● The task: From the records below, copy out each line that has the word "only".

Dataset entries
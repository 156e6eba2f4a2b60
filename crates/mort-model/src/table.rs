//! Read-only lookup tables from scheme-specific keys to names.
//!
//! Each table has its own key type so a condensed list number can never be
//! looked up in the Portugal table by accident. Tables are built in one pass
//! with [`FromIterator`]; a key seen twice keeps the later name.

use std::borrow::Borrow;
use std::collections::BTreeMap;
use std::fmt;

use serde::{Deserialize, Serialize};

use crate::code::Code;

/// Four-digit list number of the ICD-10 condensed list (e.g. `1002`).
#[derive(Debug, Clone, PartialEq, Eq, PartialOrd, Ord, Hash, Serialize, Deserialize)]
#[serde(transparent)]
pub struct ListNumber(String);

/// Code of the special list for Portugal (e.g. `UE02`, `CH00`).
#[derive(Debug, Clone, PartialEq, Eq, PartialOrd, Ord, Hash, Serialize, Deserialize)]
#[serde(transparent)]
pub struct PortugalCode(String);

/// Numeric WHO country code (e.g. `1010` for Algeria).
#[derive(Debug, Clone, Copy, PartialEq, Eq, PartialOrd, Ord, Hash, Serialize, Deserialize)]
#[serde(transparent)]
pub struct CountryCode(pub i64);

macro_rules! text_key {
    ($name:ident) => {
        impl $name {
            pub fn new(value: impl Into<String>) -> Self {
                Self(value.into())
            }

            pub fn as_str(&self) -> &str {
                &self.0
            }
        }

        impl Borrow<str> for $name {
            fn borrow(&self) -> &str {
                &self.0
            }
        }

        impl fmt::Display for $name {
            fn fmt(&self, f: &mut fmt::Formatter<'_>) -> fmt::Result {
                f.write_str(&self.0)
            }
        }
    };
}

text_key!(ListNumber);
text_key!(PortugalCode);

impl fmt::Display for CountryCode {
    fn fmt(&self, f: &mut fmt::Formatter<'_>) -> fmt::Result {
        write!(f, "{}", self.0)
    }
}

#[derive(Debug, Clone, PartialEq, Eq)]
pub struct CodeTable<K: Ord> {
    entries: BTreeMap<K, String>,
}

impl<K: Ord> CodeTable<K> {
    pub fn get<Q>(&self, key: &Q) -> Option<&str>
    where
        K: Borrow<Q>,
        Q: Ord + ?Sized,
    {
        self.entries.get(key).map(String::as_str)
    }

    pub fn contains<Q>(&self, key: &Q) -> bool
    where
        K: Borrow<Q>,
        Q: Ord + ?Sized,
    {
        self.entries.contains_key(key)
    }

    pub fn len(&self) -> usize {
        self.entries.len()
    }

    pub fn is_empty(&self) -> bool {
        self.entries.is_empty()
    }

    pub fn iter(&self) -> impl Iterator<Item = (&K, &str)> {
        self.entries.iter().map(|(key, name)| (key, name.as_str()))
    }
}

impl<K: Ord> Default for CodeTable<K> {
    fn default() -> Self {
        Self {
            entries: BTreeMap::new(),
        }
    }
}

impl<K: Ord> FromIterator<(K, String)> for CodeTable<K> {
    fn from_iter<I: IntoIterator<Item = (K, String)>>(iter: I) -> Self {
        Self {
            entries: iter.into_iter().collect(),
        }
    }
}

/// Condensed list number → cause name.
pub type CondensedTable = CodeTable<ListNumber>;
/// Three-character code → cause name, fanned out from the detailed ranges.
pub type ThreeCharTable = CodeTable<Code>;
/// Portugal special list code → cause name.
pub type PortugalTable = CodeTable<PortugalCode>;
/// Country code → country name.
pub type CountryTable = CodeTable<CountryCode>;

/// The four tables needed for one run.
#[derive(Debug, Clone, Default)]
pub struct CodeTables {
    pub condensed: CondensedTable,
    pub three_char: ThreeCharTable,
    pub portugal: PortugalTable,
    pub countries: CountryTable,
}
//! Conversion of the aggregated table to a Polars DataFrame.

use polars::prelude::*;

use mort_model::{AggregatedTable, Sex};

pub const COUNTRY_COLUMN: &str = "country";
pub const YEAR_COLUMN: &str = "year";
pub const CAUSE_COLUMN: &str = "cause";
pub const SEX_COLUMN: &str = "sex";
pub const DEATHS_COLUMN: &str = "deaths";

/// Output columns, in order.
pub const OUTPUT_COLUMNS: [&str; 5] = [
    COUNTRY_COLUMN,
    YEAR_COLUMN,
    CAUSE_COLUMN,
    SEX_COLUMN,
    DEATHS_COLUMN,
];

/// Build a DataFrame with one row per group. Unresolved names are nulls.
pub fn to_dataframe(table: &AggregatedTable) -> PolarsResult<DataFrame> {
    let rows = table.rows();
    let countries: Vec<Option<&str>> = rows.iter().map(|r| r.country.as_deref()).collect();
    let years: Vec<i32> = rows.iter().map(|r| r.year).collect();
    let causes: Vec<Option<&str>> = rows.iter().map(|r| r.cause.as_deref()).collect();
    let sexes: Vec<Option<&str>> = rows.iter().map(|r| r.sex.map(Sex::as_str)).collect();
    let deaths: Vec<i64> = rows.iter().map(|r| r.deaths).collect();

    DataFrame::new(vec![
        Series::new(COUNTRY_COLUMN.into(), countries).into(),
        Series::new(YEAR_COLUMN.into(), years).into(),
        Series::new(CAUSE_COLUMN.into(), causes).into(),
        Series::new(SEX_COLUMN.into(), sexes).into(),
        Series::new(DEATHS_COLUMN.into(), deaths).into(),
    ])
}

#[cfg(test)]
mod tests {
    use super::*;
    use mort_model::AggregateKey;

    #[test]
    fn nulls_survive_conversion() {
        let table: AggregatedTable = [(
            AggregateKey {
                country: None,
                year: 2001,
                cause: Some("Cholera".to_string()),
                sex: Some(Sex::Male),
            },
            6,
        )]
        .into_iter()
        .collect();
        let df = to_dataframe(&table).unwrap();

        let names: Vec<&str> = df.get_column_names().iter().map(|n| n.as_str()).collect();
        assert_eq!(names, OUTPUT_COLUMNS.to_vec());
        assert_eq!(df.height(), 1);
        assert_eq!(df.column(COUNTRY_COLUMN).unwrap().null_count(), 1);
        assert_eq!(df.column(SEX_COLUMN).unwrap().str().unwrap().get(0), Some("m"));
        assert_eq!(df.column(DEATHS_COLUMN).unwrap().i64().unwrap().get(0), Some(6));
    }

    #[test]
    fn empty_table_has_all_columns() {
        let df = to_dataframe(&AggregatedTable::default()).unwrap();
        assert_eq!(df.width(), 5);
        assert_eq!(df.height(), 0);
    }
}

---

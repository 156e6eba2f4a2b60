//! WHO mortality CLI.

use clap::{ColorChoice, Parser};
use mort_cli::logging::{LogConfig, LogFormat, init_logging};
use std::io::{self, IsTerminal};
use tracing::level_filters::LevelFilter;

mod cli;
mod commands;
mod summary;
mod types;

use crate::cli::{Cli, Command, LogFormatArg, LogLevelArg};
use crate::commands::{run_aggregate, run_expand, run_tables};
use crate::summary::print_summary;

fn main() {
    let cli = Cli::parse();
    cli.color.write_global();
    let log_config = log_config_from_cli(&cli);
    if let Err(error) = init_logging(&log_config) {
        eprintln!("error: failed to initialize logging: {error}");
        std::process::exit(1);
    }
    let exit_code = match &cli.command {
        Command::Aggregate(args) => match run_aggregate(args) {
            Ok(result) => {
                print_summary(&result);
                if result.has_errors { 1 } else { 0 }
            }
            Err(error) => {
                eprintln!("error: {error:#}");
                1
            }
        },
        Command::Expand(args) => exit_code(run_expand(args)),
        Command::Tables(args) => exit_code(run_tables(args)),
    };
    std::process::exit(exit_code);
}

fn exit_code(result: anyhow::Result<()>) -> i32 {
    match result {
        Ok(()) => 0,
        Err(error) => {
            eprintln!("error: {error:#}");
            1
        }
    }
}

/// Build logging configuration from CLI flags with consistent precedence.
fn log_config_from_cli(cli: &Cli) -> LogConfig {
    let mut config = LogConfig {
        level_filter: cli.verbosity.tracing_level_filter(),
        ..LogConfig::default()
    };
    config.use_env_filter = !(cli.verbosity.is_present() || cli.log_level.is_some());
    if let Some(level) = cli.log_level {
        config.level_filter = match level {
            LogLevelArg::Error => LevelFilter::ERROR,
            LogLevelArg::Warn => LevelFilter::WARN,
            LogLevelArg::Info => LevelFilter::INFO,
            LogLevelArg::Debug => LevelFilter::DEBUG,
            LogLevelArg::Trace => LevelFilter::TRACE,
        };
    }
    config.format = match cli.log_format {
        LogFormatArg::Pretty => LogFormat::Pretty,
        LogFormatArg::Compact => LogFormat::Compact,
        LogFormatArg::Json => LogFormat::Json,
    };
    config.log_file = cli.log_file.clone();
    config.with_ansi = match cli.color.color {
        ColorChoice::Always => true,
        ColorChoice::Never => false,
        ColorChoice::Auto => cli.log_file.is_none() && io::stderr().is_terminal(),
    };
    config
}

---

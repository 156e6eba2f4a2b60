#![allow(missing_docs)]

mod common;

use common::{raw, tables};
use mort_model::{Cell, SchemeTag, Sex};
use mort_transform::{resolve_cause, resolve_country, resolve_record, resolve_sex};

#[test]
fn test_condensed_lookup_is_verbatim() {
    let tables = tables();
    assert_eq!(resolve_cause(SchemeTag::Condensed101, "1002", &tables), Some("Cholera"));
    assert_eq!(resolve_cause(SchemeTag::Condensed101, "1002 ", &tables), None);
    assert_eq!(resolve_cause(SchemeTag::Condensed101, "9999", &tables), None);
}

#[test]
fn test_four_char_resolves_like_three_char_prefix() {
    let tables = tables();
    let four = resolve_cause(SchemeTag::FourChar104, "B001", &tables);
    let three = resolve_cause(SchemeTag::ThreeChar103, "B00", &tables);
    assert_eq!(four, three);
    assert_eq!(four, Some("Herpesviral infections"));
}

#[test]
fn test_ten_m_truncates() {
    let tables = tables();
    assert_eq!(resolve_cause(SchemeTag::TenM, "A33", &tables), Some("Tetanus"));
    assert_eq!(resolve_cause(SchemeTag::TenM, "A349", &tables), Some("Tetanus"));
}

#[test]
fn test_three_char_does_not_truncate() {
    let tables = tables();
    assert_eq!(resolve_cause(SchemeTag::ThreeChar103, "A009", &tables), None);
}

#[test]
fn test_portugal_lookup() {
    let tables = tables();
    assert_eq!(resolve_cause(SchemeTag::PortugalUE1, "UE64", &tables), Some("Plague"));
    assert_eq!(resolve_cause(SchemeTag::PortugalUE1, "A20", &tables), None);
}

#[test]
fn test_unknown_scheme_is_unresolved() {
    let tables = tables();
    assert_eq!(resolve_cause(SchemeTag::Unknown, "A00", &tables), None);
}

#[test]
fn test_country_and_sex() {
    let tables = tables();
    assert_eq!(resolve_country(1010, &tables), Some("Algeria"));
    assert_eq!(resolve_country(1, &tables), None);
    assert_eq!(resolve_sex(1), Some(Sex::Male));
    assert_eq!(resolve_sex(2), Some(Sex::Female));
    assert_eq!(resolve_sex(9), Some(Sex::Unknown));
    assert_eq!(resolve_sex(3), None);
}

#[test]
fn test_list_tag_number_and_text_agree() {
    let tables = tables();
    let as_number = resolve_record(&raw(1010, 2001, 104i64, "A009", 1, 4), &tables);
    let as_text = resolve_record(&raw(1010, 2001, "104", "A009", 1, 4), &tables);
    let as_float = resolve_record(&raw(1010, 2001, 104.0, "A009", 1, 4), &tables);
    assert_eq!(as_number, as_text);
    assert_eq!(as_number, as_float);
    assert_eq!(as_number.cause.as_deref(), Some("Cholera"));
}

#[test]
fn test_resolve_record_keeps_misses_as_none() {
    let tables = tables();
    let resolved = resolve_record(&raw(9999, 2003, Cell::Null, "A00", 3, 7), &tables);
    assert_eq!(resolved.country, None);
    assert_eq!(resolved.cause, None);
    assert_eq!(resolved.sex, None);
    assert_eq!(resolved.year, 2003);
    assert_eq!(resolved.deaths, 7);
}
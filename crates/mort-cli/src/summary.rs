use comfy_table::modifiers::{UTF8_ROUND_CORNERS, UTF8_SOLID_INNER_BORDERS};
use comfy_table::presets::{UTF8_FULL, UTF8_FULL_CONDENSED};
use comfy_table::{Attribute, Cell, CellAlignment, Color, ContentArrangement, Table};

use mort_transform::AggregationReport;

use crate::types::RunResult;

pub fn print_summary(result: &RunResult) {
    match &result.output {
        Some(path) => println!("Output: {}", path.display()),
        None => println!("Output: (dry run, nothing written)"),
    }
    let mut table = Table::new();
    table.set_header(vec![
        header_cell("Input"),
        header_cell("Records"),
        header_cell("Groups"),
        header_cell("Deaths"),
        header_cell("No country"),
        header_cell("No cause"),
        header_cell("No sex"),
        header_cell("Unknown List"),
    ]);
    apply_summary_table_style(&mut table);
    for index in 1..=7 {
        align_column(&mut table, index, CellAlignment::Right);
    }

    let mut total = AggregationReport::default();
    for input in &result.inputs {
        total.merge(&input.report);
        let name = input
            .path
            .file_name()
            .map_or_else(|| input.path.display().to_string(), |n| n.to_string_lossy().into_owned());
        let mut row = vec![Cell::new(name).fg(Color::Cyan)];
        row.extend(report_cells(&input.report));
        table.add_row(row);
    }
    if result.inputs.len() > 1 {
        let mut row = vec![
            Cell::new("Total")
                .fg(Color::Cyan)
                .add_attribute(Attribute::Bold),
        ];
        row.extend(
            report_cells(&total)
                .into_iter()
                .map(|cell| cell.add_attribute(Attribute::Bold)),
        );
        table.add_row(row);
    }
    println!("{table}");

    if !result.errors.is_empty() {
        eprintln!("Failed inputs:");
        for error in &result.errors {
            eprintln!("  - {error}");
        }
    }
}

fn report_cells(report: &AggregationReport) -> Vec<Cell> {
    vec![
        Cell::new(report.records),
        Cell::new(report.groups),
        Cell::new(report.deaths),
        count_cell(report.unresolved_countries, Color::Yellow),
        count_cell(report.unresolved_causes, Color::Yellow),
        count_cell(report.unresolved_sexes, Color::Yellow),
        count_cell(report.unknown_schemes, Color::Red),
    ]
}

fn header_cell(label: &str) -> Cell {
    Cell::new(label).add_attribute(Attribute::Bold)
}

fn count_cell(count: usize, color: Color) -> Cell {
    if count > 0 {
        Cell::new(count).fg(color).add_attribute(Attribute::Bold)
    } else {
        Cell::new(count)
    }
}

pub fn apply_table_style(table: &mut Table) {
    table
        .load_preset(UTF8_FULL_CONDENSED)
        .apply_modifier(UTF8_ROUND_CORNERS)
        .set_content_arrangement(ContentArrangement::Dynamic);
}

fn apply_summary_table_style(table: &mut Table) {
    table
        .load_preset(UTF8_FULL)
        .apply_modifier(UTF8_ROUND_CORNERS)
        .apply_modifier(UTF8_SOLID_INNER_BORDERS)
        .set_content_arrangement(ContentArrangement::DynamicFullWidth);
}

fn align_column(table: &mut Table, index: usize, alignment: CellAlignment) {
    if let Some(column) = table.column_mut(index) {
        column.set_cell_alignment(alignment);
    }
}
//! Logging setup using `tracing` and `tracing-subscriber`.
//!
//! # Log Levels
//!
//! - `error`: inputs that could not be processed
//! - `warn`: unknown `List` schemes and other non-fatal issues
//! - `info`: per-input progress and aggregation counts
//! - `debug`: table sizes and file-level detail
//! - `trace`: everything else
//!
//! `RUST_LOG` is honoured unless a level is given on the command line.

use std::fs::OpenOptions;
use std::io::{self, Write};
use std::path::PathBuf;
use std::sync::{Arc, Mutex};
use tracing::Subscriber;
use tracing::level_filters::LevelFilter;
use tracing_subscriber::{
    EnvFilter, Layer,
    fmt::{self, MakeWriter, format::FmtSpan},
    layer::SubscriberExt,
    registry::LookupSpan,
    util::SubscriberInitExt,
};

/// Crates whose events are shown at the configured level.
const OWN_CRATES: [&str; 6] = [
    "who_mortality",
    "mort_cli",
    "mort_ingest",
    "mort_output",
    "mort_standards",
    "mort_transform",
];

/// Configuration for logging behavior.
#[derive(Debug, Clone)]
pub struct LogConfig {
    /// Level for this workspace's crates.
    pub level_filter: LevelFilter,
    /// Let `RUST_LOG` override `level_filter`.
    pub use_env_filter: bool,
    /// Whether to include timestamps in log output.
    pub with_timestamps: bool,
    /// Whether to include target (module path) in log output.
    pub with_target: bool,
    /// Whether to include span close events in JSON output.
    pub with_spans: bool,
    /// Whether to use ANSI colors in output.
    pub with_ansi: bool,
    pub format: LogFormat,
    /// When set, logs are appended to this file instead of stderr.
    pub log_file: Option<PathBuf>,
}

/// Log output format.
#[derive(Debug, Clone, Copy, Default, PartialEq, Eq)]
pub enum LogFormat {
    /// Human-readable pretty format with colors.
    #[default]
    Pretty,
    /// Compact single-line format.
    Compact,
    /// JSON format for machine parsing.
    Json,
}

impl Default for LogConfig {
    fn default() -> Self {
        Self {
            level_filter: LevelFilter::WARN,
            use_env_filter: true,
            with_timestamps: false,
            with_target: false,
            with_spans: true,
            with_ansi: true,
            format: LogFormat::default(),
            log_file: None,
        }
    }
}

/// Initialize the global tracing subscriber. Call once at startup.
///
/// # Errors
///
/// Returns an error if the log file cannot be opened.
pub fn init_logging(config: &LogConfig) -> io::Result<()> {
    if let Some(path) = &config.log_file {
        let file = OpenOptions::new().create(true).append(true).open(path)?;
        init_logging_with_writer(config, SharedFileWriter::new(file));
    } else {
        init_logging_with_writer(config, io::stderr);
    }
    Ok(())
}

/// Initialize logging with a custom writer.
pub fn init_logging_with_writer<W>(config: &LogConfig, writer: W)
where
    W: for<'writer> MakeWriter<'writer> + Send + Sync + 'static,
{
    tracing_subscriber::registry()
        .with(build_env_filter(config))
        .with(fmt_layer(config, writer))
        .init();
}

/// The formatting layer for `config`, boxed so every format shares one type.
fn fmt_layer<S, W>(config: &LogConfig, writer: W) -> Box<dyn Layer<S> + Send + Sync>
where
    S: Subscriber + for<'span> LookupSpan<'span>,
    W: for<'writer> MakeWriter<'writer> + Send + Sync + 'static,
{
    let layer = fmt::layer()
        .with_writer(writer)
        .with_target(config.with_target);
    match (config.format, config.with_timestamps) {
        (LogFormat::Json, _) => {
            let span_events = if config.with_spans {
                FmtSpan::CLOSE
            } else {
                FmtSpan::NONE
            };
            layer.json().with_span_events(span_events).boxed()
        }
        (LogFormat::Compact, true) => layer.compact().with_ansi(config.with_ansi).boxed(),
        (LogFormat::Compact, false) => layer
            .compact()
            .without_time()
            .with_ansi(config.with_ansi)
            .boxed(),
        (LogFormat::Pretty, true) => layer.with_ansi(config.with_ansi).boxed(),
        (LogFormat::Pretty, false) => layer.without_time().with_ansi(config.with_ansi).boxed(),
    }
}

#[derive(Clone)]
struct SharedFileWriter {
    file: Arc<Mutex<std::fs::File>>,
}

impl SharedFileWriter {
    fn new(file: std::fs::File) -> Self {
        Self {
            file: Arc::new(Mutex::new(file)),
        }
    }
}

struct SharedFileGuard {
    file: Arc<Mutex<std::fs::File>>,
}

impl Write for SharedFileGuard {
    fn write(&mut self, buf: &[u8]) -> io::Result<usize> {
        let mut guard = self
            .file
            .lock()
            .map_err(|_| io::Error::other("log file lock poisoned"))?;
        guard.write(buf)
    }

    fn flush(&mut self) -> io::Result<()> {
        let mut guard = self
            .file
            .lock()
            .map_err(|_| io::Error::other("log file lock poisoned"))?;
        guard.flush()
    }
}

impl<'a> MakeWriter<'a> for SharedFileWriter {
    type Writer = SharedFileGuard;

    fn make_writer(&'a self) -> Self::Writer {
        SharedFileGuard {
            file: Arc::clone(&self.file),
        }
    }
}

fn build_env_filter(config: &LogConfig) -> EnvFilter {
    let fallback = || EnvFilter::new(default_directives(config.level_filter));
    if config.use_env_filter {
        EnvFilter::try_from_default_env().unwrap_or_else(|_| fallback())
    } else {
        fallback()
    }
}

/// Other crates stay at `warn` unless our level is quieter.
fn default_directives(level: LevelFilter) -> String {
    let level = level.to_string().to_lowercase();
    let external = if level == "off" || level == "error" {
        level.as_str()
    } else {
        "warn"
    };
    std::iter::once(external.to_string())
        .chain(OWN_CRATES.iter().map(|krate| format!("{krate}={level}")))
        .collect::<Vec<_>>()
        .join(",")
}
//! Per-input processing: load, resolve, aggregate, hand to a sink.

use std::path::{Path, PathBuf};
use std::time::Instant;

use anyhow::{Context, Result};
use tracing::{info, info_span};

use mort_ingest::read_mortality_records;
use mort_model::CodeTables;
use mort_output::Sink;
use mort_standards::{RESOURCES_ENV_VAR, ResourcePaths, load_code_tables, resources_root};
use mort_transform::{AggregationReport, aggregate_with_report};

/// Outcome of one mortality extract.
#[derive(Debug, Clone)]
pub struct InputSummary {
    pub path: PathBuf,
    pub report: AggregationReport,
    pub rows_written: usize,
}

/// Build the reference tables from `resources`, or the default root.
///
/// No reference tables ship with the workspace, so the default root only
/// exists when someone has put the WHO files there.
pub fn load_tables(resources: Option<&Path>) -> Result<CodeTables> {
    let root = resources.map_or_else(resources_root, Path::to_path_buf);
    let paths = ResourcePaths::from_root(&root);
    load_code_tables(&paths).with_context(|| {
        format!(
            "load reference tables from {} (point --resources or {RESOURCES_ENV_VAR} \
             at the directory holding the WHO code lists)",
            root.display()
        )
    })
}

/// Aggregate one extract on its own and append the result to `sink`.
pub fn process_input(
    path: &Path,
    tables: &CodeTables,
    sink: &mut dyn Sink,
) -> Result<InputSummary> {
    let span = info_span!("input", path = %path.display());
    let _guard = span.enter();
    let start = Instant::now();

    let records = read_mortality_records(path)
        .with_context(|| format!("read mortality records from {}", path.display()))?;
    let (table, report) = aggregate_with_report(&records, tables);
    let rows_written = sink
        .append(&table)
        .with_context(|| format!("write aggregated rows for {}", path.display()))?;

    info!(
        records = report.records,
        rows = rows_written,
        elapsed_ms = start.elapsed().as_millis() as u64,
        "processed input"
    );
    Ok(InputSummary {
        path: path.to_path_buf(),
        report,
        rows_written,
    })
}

● Solved problem:
//! Read-only lookup tables from scheme-specific keys to names.
/// No reference tables ship with the workspace, so the default root only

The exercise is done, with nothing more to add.